Other new courses include Henry James: Masterpieces of Shorter Fiction; Crossroads: The Celts; The Modern Thriller in Film and Print; The Global American Economy: Today and Tomorrow; The Math Behind Technological Innovation; Orson Welles: An American Genius; Nietzsche; and A Practical Guide to Creating a Sustainable Energy System.

Continuing Studies will offer 10 creative writing courses online this winter. Created in partnership with the Stanford Creative Writing Program, these courses are designed as practical tools for students looking to improve their craft. These are popular courses, and early registration is encouraged.

Among the many public programs and special events scheduled this quarter is the second installment of the Stanford Pioneers in Science series honoring the lives and accomplishments of Stanford's most celebrated scientists. The winter program recognizes Carl Djerassi, who won the National Medal of Science for inventing the birth control pill; Daphne Koller, winner of a MacArthur Fellowship for extraordinary advancements in next-generation computer technology; and Burton Richter, who won a Nobel Prize in physics for discovering a new subatomic particle.

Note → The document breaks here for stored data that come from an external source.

// This Source Code Form is subject to the terms of the Mozilla Public
// License, v. 2.0. If a copy of the MPL was not distributed with this
// file, You can obtain one at https://mozilla.org/MPL/2.0/.

use ahash::AHashMap;

use crate::{
    execution::Agent,
    heap::{CreateHeapData, Heap, indexes::heap_handle},
};

use super::{
    Object, PropertyKey,
    watchpoint::{self, Watchpoint, WatchpointEvent},
};

heap_handle!(
    /// Data structure describing the shape of an object.
    ///
    /// Object Shapes are shared: all objects with the same prototype and the
    /// same keys added in the same order have the same Object Shape, so
    /// comparing shapes by identity is enough to know that a property lives
    /// at the same offset.
    ObjectShape
);

/// Data structure describing the shape of an object.
///
/// ## Ownership
///
/// A shape holds one reference on its prototype, on each of its keys and on
/// its parent shape. The transition table and the root shape table are weak:
/// a child removes itself from its parent when it is destroyed.
///
/// ## Watchpoints
///
/// Inline caches that found a property on an object using this shape as a
/// prototype register a [`Watchpoint`] here. The list is owned by the
/// shape; the guarded ring item only remembers the watchpoint's position.
#[derive(Debug)]
pub(crate) struct ObjectShapeRecord {
    pub(crate) prototype: Option<Object>,
    pub(crate) keys: Vec<PropertyKey>,
    pub(crate) parent: Option<ObjectShape>,
    pub(crate) transitions: AHashMap<PropertyKey, ObjectShape>,
    pub(crate) refcount: u32,
    pub(crate) watchpoints: Vec<Watchpoint>,
}

impl CreateHeapData<ObjectShapeRecord, ObjectShape> for Heap {
    fn create(&mut self, data: ObjectShapeRecord) -> ObjectShape {
        ObjectShape(self.object_shapes.push(data))
    }
}

impl ObjectShape {
    /// Get the root Object Shape for objects with the given prototype,
    /// creating it if needed. Returns a new reference.
    pub fn root_for_prototype(agent: &mut Agent, prototype: Option<Object>) -> Self {
        if let Some(shape) = agent.heap.root_shapes.get(&prototype).copied() {
            return shape.dup(agent);
        }
        if let Some(prototype) = prototype {
            prototype.dup(agent);
        }
        let shape = agent.heap.create(ObjectShapeRecord {
            prototype,
            keys: Vec::new(),
            parent: None,
            transitions: AHashMap::new(),
            refcount: 1,
            watchpoints: Vec::new(),
        });
        agent.heap.root_shapes.insert(prototype, shape);
        log::trace!("created root {shape:?} for prototype {prototype:?}");
        shape
    }

    /// Get the Object Shape that is reached by adding `key` to this Object
    /// Shape, creating it if no such transition exists yet. Returns a new
    /// reference.
    pub fn get_or_create_child(self, agent: &mut Agent, key: PropertyKey) -> Self {
        let record = &agent.heap.object_shapes[self.0];
        debug_assert!(!record.keys.contains(&key));
        if let Some(child) = record.transitions.get(&key).copied() {
            return child.dup(agent);
        }
        let prototype = record.prototype;
        let mut keys = Vec::with_capacity(record.keys.len() + 1);
        keys.extend_from_slice(&record.keys);
        keys.push(key);
        for key in keys.iter() {
            key.dup(agent);
        }
        if let Some(prototype) = prototype {
            prototype.dup(agent);
        }
        self.dup(agent);
        let child = agent.heap.create(ObjectShapeRecord {
            prototype,
            keys,
            parent: Some(self),
            transitions: AHashMap::new(),
            refcount: 1,
            watchpoints: Vec::new(),
        });
        agent.heap.object_shapes[self.0]
            .transitions
            .insert(key, child);
        log::trace!("created {child:?} from {self:?} + {key:?}");
        child
    }

    /// Get the Object Shape with the same prototype and keys as this one,
    /// minus `key`. Returns a new reference.
    pub fn without_key(self, agent: &mut Agent, key: PropertyKey) -> Self {
        let record = &agent.heap.object_shapes[self.0];
        let prototype = record.prototype;
        let keys: Vec<PropertyKey> = record.keys.iter().copied().filter(|k| *k != key).collect();
        let mut shape = Self::root_for_prototype(agent, prototype);
        for k in keys {
            let next = shape.get_or_create_child(agent, k);
            shape.release(agent);
            shape = next;
        }
        shape
    }

    pub fn prototype(self, agent: &Agent) -> Option<Object> {
        agent.heap.object_shapes[self.0].prototype
    }

    pub fn parent(self, agent: &Agent) -> Option<ObjectShape> {
        agent.heap.object_shapes[self.0].parent
    }

    pub fn keys(self, agent: &Agent) -> &[PropertyKey] {
        &agent.heap.object_shapes[self.0].keys
    }

    pub fn len(self, agent: &Agent) -> u32 {
        agent.heap.object_shapes[self.0].keys.len() as u32
    }

    pub fn is_empty(self, agent: &Agent) -> bool {
        self.len(agent) == 0
    }

    /// Offset of `key` in objects of this Object Shape.
    pub fn property_offset(self, agent: &Agent, key: PropertyKey) -> Option<u32> {
        agent.heap.object_shapes[self.0]
            .keys
            .iter()
            .position(|k| *k == key)
            .map(|i| i as u32)
    }

    pub fn refcount(self, agent: &Agent) -> u32 {
        agent.heap.object_shapes[self.0].refcount
    }

    /// Number of watchpoints linked into this Object Shape.
    pub fn watchpoint_count(self, agent: &Agent) -> usize {
        agent.heap.object_shapes[self.0].watchpoints.len()
    }

    pub fn is_alive(self, agent: &Agent) -> bool {
        agent.heap.object_shapes.get(self.0).is_some()
    }

    pub fn dup(self, agent: &mut Agent) -> Self {
        agent.heap.object_shapes[self.0].refcount += 1;
        self
    }

    pub fn release(self, agent: &mut Agent) {
        let record = &mut agent.heap.object_shapes[self.0];
        debug_assert!(record.refcount > 0);
        record.refcount -= 1;
        log::trace!("{self:?} refcount -> {}", record.refcount);
        if record.refcount == 0 {
            self.destroy(agent);
        }
    }

    fn destroy(self, agent: &mut Agent) {
        // Watchpoints go first, while the record is still in place. Their
        // handlers only touch the guarded ring items, never this shape.
        let watchpoints = core::mem::take(&mut agent.heap.object_shapes[self.0].watchpoints);
        for watchpoint in watchpoints {
            watchpoint::notify(agent, watchpoint, WatchpointEvent::Free);
        }
        let Some(record) = agent.heap.object_shapes.remove(self.0) else {
            return;
        };
        log::trace!("freeing {self:?}");
        debug_assert!(record.watchpoints.is_empty());
        debug_assert!(record.transitions.is_empty());
        match record.parent {
            Some(parent) => {
                if let Some(last) = record.keys.last() {
                    let transitions = &mut agent.heap.object_shapes[parent.0].transitions;
                    if transitions.get(last) == Some(&self) {
                        transitions.remove(last);
                    }
                }
            }
            None => {
                if agent.heap.root_shapes.get(&record.prototype) == Some(&self) {
                    agent.heap.root_shapes.remove(&record.prototype);
                }
            }
        }
        for key in record.keys {
            key.release(agent);
        }
        if let Some(parent) = record.parent {
            parent.release(agent);
        }
        if let Some(prototype) = record.prototype {
            prototype.release(agent);
        }
    }
}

To celebrate the 200th anniversary of Abraham Lincoln's birthday, the Bill Lane Center for the West, in partnership with Continuing Studies, is holding a discussion series Feb. 5-6 titled "Lincoln and the West."

To view the entire list of courses and programs, visit the Continuing Studies website at Most classes meet from 7 to 8:50 p.m. Mondays through Thursdays. About 2,000 people enroll in courses offered by the program each quarter.